Marta Morais da Costa
No alto da escada, ela cantava. Não o sucesso do momento, nem a cantiga de seus amores perdidos ou da esperança do reencontro. Cantava a alegria de estar viva e a beleza da natureza. Trazia do mundo pássaros cantores, brilhos de sol, esperança de chuvas, plantas a germinar.
A garganta abria sons de poesia, rimas alternadas, perfeitas, compassos de canções antigas de um povo assinalado pela alegria. O ar ganhou cores e sentidos. Os minutos ficaram congelados em relógios ocultos, mas implacáveis. A quentura da canção inundou o ar gélido da manhã.
O degrau me congelou no espaço. Os ouvidos me içaram. Foi-se sorrateira a ansiedade das horas que fechariam o dia. Nem compromissos, nem promessas, nem programas. A vida suspensa em lábios e sons e ritmo.
No encontro da música a cortina de um palco abrindo-se afoita e leve. Vinha do passado o reconhecimento: era o canto melancólico e suave da infância longínqua.
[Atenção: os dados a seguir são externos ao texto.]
//! Reading and writing of image files
//!
//! Format is chosen from the file extension, e.g. `.png` or `.ppm`
//!
//! See <https://en.wikipedia.org/wiki/Netpbm_format#PPM_example>
//!
use crate::error::Result;

use log::debug;
use std::path::Path;

/// Read an image as RGB data, returns `(data, width, height)`
pub fn read_file<P: AsRef<Path>>(filename: P) -> Result<(Vec<u8>, usize, usize)> {
    let img = image::open(filename)?.to_rgb();
    let (w, h) = img.dimensions();
    let buf = img.into_raw();
    Ok((buf, w as usize, h as usize))
}

/// Write RGB data of `width` x `height` pixels
pub fn write_file<P: AsRef<Path>>(buf: &[u8], width: usize, height: usize, filename: P) -> Result<()> {
    image::save_buffer(filename, buf, width as u32, height as u32, image::RGB(8))?;
    Ok(())
}

/// Compare two image files pixel by pixel
///
/// Differences are logged at debug level
pub fn img_diff<P: AsRef<Path>>(f1: P, f2: P) -> Result<bool> {
    let (d1, w1, h1) = read_file(f1)?;
    let (d2, w2, h2) = read_file(f2)?;
    if w1 != w2 || h1 != h2 {
        debug!("IMG_DIFF: size {}x{} != {}x{}", w1, h1, w2, h2);
        return Ok(false);
    }
    let mut flag = true;
    for (i, (v1, v2)) in d1.iter().zip(d2.iter()).enumerate() {
        if v1 != v2 {
            debug!("IMG_DIFF: {} [{},{},{}]: {} {}", i, (i/3)%w1, (i/3)/w1, i%3, v1, v2);
            flag = false;
        }
    }
    Ok(flag)
}
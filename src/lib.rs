//! Scanline polygon fill
//!
//! Converts a polygon, given as an ordered list of integer vertices, into
//!   the set of pixels covering its interior under the even-odd rule. Pixels
//!   are emitted one at a time through a callback or a [`PixelSurface`].
//!
//! How does this work
//!    ras = Rasterizer::new()
//!    ras.draw_polygon(vertices, canvas)
//!      fill()
//!        ScanlineFiller::new()
//!          build_edges()    -- 'BUILD EDGES'
//!          sort_edges()
//!          sweep_scanline() -- 'SWEEP' once per scanline
//!            activate / deactivate / sort / pair / advance
//!        canvas.set_pixel() -- once per inside pixel
//!
//! Little Black Triangle
//!
//!     use scanfill::{Canvas, Rasterizer, Vertex};
//!
//!     let mut canvas = Canvas::new(100, 100).unwrap();
//!     let tri = [Vertex::new(10,10), Vertex::new(50,90), Vertex::new(90,10)];
//!     Rasterizer::new().draw_polygon(&tri, &mut canvas);
//!     assert_eq!(canvas.to_ascii().lines().count(), 100);
//!

pub mod error;
pub mod vertex;
pub mod rational;
pub mod edge;
pub mod table;
pub mod fill;
pub mod color;
pub mod buffer;
pub mod canvas;
pub mod raster;
pub mod ppm;
pub mod logging;

pub use error::*;
pub use vertex::*;
pub use rational::*;
pub use edge::*;
pub use table::*;
pub use fill::*;
pub use color::*;
pub use buffer::*;
pub use canvas::*;
pub use raster::*;
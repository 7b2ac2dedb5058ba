//! Colors

/// Color as Red, Green and Blue
#[derive(Debug, Default, Copy, Clone, PartialEq, Eq)]
pub struct Rgb8 {
    /// Red
    pub r: u8,
    /// Green
    pub g: u8,
    /// Blue
    pub b: u8,
}

impl Rgb8 {
    /// White Color (255,255,255)
    pub fn white() -> Self {
        Self::new(255, 255, 255)
    }
    /// Black Color (0,0,0)
    pub fn black() -> Self {
        Self::new(0, 0, 0)
    }
    /// Create new color
    pub fn new(r: u8, g: u8, b: u8) -> Self {
        Rgb8 { r, g, b }
    }
    /// Gray level `g` in all three components
    pub fn gray(g: u8) -> Self {
        Self::new(g, g, g)
    }
    /// Create from components in [0,1]; values outside are clamped
    pub fn from_f64(r: f64, g: f64, b: f64) -> Self {
        Self::new(cu8(r), cu8(g), cu8(b))
    }
    /// Components as bytes, `[r, g, b]`
    pub fn bytes(&self) -> [u8; 3] {
        [self.r, self.g, self.b]
    }
}

/// Convert an f64 [0,1] component to a u8 [0,255] component
pub fn cu8(v: f64) -> u8 {
    (v.max(0.0).min(1.0) * 255.0).round() as u8
}
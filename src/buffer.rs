//! Rendering buffer

/// Rendering Buffer
///
/// Data is stored as row-major order (C-format)
#[derive(Debug, Default, Clone, PartialEq)]
pub struct RenderingBuffer {
    /// Pixel / Component level data of Image
    pub data: Vec<u8>,
    /// Image Width in pixels
    pub width: usize,
    /// Image Height in pixels
    pub height: usize,
    /// Bytes per pixel or number of color components
    pub bpp: usize,
}

impl RenderingBuffer {
    /// Create a new buffer of width, height, and bpp
    ///
    /// Data for the Image is allocated and zeroed
    pub fn new(width: usize, height: usize, bpp: usize) -> Self {
        RenderingBuffer {
            width, height, bpp, data: vec![0u8; width * height * bpp]
        }
    }
    /// Size of underlying Rendering Buffer
    pub fn len(&self) -> usize {
        self.data.len()
    }
    pub fn is_empty(&self) -> bool {
        self.data.is_empty()
    }
    /// Pixel (`x`,`y`) lies inside the buffer
    pub fn contains(&self, x: usize, y: usize) -> bool {
        x < self.width && y < self.height
    }
    /// Components of row `y`
    pub fn row(&self, y: usize) -> &[u8] {
        let n = self.width * self.bpp;
        &self.data[y * n .. (y + 1) * n]
    }
    /// Set every pixel to the components `px`
    pub fn fill(&mut self, px: &[u8]) {
        debug_assert_eq!(px.len(), self.bpp);
        for chunk in self.data.chunks_mut(self.bpp) {
            chunk.copy_from_slice(px);
        }
    }
}

use std::ops::Index;
use std::ops::IndexMut;

impl Index<(usize,usize)> for RenderingBuffer {
    type Output = [u8];
    fn index(&self, index: (usize, usize)) -> &[u8] {
        assert!(index.0 < self.width, "request {} >= {} width :: index", index.0, self.width);
        assert!(index.1 < self.height, "request {} >= {} height :: index", index.1, self.height);
        let i = ((index.1 * self.width) + index.0) * self.bpp;
        &self.data[i .. i + self.bpp]
    }
}
impl IndexMut<(usize,usize)> for RenderingBuffer {
    fn index_mut(&mut self, index: (usize, usize)) -> &mut [u8] {
        assert!(index.0 < self.width, "request {} >= {} width :: index_mut", index.0, self.width);
        assert!(index.1 < self.height, "request {} >= {} height :: index_mut", index.1, self.height);
        let i = ((index.1 * self.width) + index.0) * self.bpp;
        &mut self.data[i .. i + self.bpp]
    }
}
Lábios maternos a acalentar a filha rebelde, a recusar adormecer-se em um tempo de agitação, a anular no sono as horas de brincar, a recusar o apelo dos jogos em companheirismo infantil.
As palavras adocicadas pelo afeto entravam, então, em ouvidos inquietos que pediam exclamações e interjeições. Vinham falando de prados e pássaros, de amores distantes e luares brilhantes. Promoviam o encontro do dedicado amante e cavaleiro e sua dama distante e altaneira. Construía em palavras castelo e caminhos, trazia nos sons o desejo do amor e da perda de si.
Eu, criança, nada entendia daquele enredo, mas entendia da presença, do afeto, dos sons cálidos, da suave calma que aos poucos fechava os olhos e expandia a paz. E adormecia sonhando amores outros, ainda inatingíveis e já plenos.
O canto se interrompe. Uma risada estilhaça o ambiente. Ao lado da voz, um homem, desses trabalhadores braçais, magro, negro, pobre. Em sorriso franco, olhar travesso, as palavras ecoaram a claridade do canto: “Eu gosto tanto quando você canta para mim: o dia fica azulzinho.”
Terminei de subir a escada e, sorrindo, atravessei a porta de vidro. O dia ficara azulzinho.